Cuando Santa Teresa de Jesús habla de la oración, no utiliza palabras complicadas ni conceptos difíciles. Su experiencia espiritual nace de algo profundamente sencillo y, al mismo tiempo, radical: la amistad con Dios. Para Teresa, la oración es ante todo eso, una relación viva de amistad con quien sabemos que nos ama.
Esta afirmación, tan conocida en su enseñanza, no es una definición teórica ni una idea abstracta. Es la expresión de una experiencia personal que marcó toda su vida. Teresa descubrió que Dios no es una presencia distante ni un misterio inaccesible, sino un amigo cercano que desea entrar en diálogo con el corazón humano.
En su juventud, Teresa vivió una fe sincera, pero también atravesó momentos de tibieza y dispersión interior. Ella misma reconoce que durante muchos años su vida espiritual estuvo marcada por una cierta lucha interior: deseaba a Dios, pero al mismo tiempo se dejaba atraer por muchas otras cosas. Ese tiempo de búsqueda, lejos de alejarla definitivamente del camino espiritual, la ayudó a comprender mejor la paciencia de Dios.
La experiencia que transformó su vida fue precisamente descubrir que Dios nunca había dejado de buscar su amistad. Teresa comprendió que el Señor no se cansa de esperar al ser humano. Incluso cuando el corazón se dispersa o se aleja, Dios sigue invitando a volver a Él.
Desde entonces, su modo de entender la oración cambia profundamente. Ya no la ve como una obligación religiosa ni como un ejercicio espiritual reservado a personas extraordinarias. La oración se convierte en un encuentro personal, en un diálogo sincero donde el alma puede hablar con libertad, abrir el corazón y descansar en la presencia de Dios.
Para Teresa, la amistad con Dios no se construye sobre sentimientos extraordinarios ni sobre experiencias místicas continuas. Se fundamenta en la fidelidad cotidiana. Orar es volver una y otra vez a esa relación, incluso cuando la oración parece seca o difícil. Como en toda amistad verdadera, lo importante no es la intensidad del momento, sino la perseverancia del amor.

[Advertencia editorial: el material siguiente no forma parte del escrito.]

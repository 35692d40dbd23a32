//! CLI command definitions and handlers

use clap::{Parser, Subcommand};
pub use clap_complete::Shell;

use completions::channel_name_candidates;

pub mod args;
pub mod cache;
pub mod channel;
pub mod completions;
pub mod context;
pub mod init;
pub mod progress;
pub mod shell;
pub mod status;

pub use args::{ChannelFilterArgs, LimitArgs, OutputFormat};
pub use context::CommandContext;

/// slackop - Slack channel catalog and lookup companion
#[derive(Parser, Debug)]
#[command(name = "slackop")]
#[command(version, about, long_about = None)]
pub struct Cli {
    /// Subcommand to execute
    #[command(subcommand)]
    pub command: Commands,

    /// Output format (pretty, table, json)
    #[arg(
        long,
        global = true,
        env = "SLACKOP_FORMAT",
        default_value = "table",
        hide_env = true,
        hide_possible_values = true
    )]
    pub format: OutputFormat,

    /// Override config file location
    #[arg(long, global = true, env = "SLACKOP_CONFIG", hide_env = true)]
    pub config: Option<String>,

    /// Slack token (overrides the config file)
    #[arg(long, global = true, env = "SLACKOP_TOKEN", hide_env_values = true)]
    pub token: Option<String>,

    /// Session cookie sent with xoxc tokens
    #[arg(long, global = true, env = "SLACKOP_COOKIE", hide_env_values = true)]
    pub cookie: Option<String>,

    /// Override the Web API base URL
    #[arg(long, global = true, env = "SLACKOP_API_URL", hide = true)]
    pub api_url: Option<String>,

    /// Enable debug logging
    #[arg(long, global = true, env = "SLACKOP_DEBUG", hide_env = true)]
    pub debug: bool,

    /// Use the local snapshot only, without contacting Slack in the background
    #[arg(long, global = true)]
    pub offline: bool,
}

/// Available CLI commands
#[derive(Subcommand, Debug)]
pub enum Commands {
    /// Initialize slackop configuration
    Init,

    /// Show authentication and configuration status
    Status,

    /// Display version information
    Version,

    /// Look up and list channels
    #[command(subcommand)]
    Channel(ChannelCommands),

    /// Manage the local channel catalog
    #[command(subcommand)]
    Cache(CacheCommands),

    /// Interactive lookup session with a live catalog
    #[command(after_help = "\
The catalog keeps populating in the background while the session is open.
Type 'help' at the prompt for the list of commands.")]
    Shell,

    /// Generate shell completions (static)
    #[command(after_help = "\
Static completions (subcommands/flags only):
  bash:   slackop completion bash > /etc/bash_completion.d/slackop
  zsh:    slackop completion zsh > \"${fpath[1]}/_slackop\"
  fish:   slackop completion fish > ~/.config/fish/completions/slackop.fish

Dynamic completions (includes channel names from the local snapshot):
  bash:   echo 'source <(COMPLETE=bash slackop)' >> ~/.bashrc
  zsh:    echo 'source <(COMPLETE=zsh slackop)' >> ~/.zshrc
  fish:   echo 'COMPLETE=fish slackop | source' >> ~/.config/fish/config.fish")]
    Completion {
        /// Shell to generate completions for (static only)
        #[arg(value_enum)]
        shell: Shell,
    },
}

/// Channel subcommands
#[derive(Subcommand, Debug)]
pub enum ChannelCommands {
    /// List channels known to the catalog
    #[command(
        visible_alias = "ls",
        after_help = "EXAMPLES:\n  \
            slackop channel list                     # Snapshot contents, sorted by name\n  \
            slackop channel list --type member       # Channels you belong to\n  \
            slackop channel list -s deploy --wait    # Wait for population, then search\n  \
            slackop channel list --refresh           # Ignore the snapshot, fetch everything"
    )]
    List {
        #[command(flatten)]
        filters: ChannelFilterArgs,

        #[command(flatten)]
        limit: LimitArgs,

        /// Ignore the saved snapshot and list a freshly fetched catalog
        #[arg(long, conflicts_with = "wait")]
        refresh: bool,

        /// Wait for background population to finish before listing
        #[arg(long)]
        wait: bool,
    },

    /// Print the id for each channel name
    #[command(after_help = "EXAMPLES:\n  \
            slackop channel resolve general\n  \
            slackop channel resolve '#ops' @ada C0123456789")]
    Resolve {
        /// Channel names, @user names or ids
        #[arg(required = true, add = channel_name_candidates())]
        names: Vec<String>,
    },

    /// Show channel details, fetching unknown ids from Slack
    #[command(visible_alias = "g")]
    Get {
        /// Channel names, @user names or ids
        #[arg(required = true, add = channel_name_candidates())]
        names: Vec<String>,
    },
}

/// Catalog cache subcommands
#[derive(Subcommand, Debug)]
pub enum CacheCommands {
    /// Show snapshot statistics
    Status,
    /// Delete the channel and user snapshots
    Clear,
    /// Print cache directory path
    Path,
    /// Populate the catalog now and save a new snapshot
    Refresh,
}
//! slackop - Slack channel catalog and lookup companion

use clap::{CommandFactory, Parser};
use clap_complete::CompleteEnv;

mod catalog;
mod cli;
mod client;
mod config;
mod error;
mod models;
mod output;

use cli::args::GlobalOptions;
use cli::{CacheCommands, ChannelCommands, Cli, Commands};
use error::Result;

#[tokio::main]
async fn main() {
    // Answers COMPLETE=<shell> requests and exits; a no-op otherwise
    CompleteEnv::with_factory(Cli::command).complete();

    if let Err(err) = run().await {
        eprintln!("Error: {}", err);
        std::process::exit(1);
    }
}

fn init_logging(debug: bool) {
    let default_filter = if debug { "warn,slackop=debug" } else { "warn" };
    env_logger::Builder::from_env(env_logger::Env::default().default_filter_or(default_filter))
        .format_timestamp_millis()
        .target(env_logger::Target::Stderr)
        .init();
}

async fn run() -> Result<()> {
    let cli = Cli::parse();
    init_logging(cli.debug);
    let opts = GlobalOptions::from_cli(&cli);

    match cli.command {
        Commands::Init => cli::init::run(&opts).await,
        Commands::Status => cli::status::run(&opts),
        Commands::Version => {
            println!("slackop version {}", env!("CARGO_PKG_VERSION"));
            Ok(())
        }
        Commands::Channel(channel_cmd) => match channel_cmd {
            ChannelCommands::List {
                filters,
                limit,
                refresh,
                wait,
            } => cli::channel::list(&opts, &filters, &limit, refresh, wait).await,
            ChannelCommands::Resolve { names } => cli::channel::resolve(&opts, &names),
            ChannelCommands::Get { names } => cli::channel::get(&opts, &names).await,
        },
        Commands::Cache(cache_cmd) => match cache_cmd {
            CacheCommands::Status => cli::cache::status(&opts),
            CacheCommands::Clear => cli::cache::clear(&opts),
            CacheCommands::Path => cli::cache::path(&opts),
            CacheCommands::Refresh => cli::cache::refresh(&opts).await,
        },
        Commands::Shell => cli::shell::run(&opts).await,
        Commands::Completion { shell } => {
            clap_complete::generate(
                shell,
                &mut Cli::command(),
                "slackop",
                &mut std::io::stdout(),
            );
            Ok(())
        }
    }
}
//! Progressive channel catalog
//!
//! Keeps every channel, private group and DM the token can see in memory so
//! that commands can turn `#general` into `C0123456789` without an API call.
//! The catalog starts from the last snapshot on disk, then fills in from
//! Slack in the background: member channels first, everything else after.
//!
//! # Architecture
//!
//! ```text
//! ChannelCatalog (resolve.rs)  ── read-only lookups, fetch-by-id fallback
//!        │
//!        ├── CatalogCache (cache.rs) ── index + refresh state behind locks
//!        │
//!        └── RefreshCoordinator (refresh.rs) ── background population
//!                 ├── CatalogFetcher (fetcher.rs) ── paging + retry
//!                 └── SnapshotStore (snapshot.rs) ── JSON files on disk
//! ```

pub mod cache;
pub mod entry;
pub mod fetcher;
pub mod filter;
pub mod index;
pub mod limiter;
pub mod refresh;
pub mod resolve;
pub mod snapshot;
pub mod users;

pub use entry::CatalogEntry;
#[cfg(test)]
pub use entry::ChannelKind;
pub use filter::{ChannelFilter, KindFilter};
pub use limiter::RefreshDecision;
pub use refresh::{CatalogStores, PopulationStatus};
pub use resolve::{CacheInfo, ChannelCatalog, Startup};
pub use snapshot::{SnapshotInfo, SnapshotStore};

Otro rasgo decisivo de esta amistad es la confianza. Teresa aprende a confiar plenamente en Dios, incluso cuando no comprende los caminos por los que la conduce. La amistad con el Señor no elimina las dificultades de la vida, pero transforma la manera de vivirlas. Quien se sabe acompañado por Dios puede atravesar las pruebas con una esperanza nueva.
Además, esta amistad no encierra al alma en sí misma. Al contrario, la abre a los demás. Teresa descubre que cuanto más profunda es la relación con Dios, más crece el amor al prójimo. La verdadera oración no aparta del mundo, sino que ensancha el corazón y lo hace más disponible para el servicio.
Por eso, la experiencia de Teresa sigue siendo sorprendentemente actual. En un tiempo marcado por la prisa, el ruido y la dispersión, su invitación es clara: detenerse, entrar dentro de uno mismo y descubrir que Dios ya está allí esperando.
La amistad con Dios no exige condiciones extraordinarias. Solo pide un corazón dispuesto a encontrarse con Él. Teresa nos recuerda que cualquier persona puede entrar en esta relación, porque Dios no busca perfección, sino disponibilidad.
Aventuremos la vida con Santa Teresa de Jesús aprendiendo a vivir la oración como lo que verdaderamente es: una amistad que transforma el corazón y abre el camino hacia una vida más plena en Dios.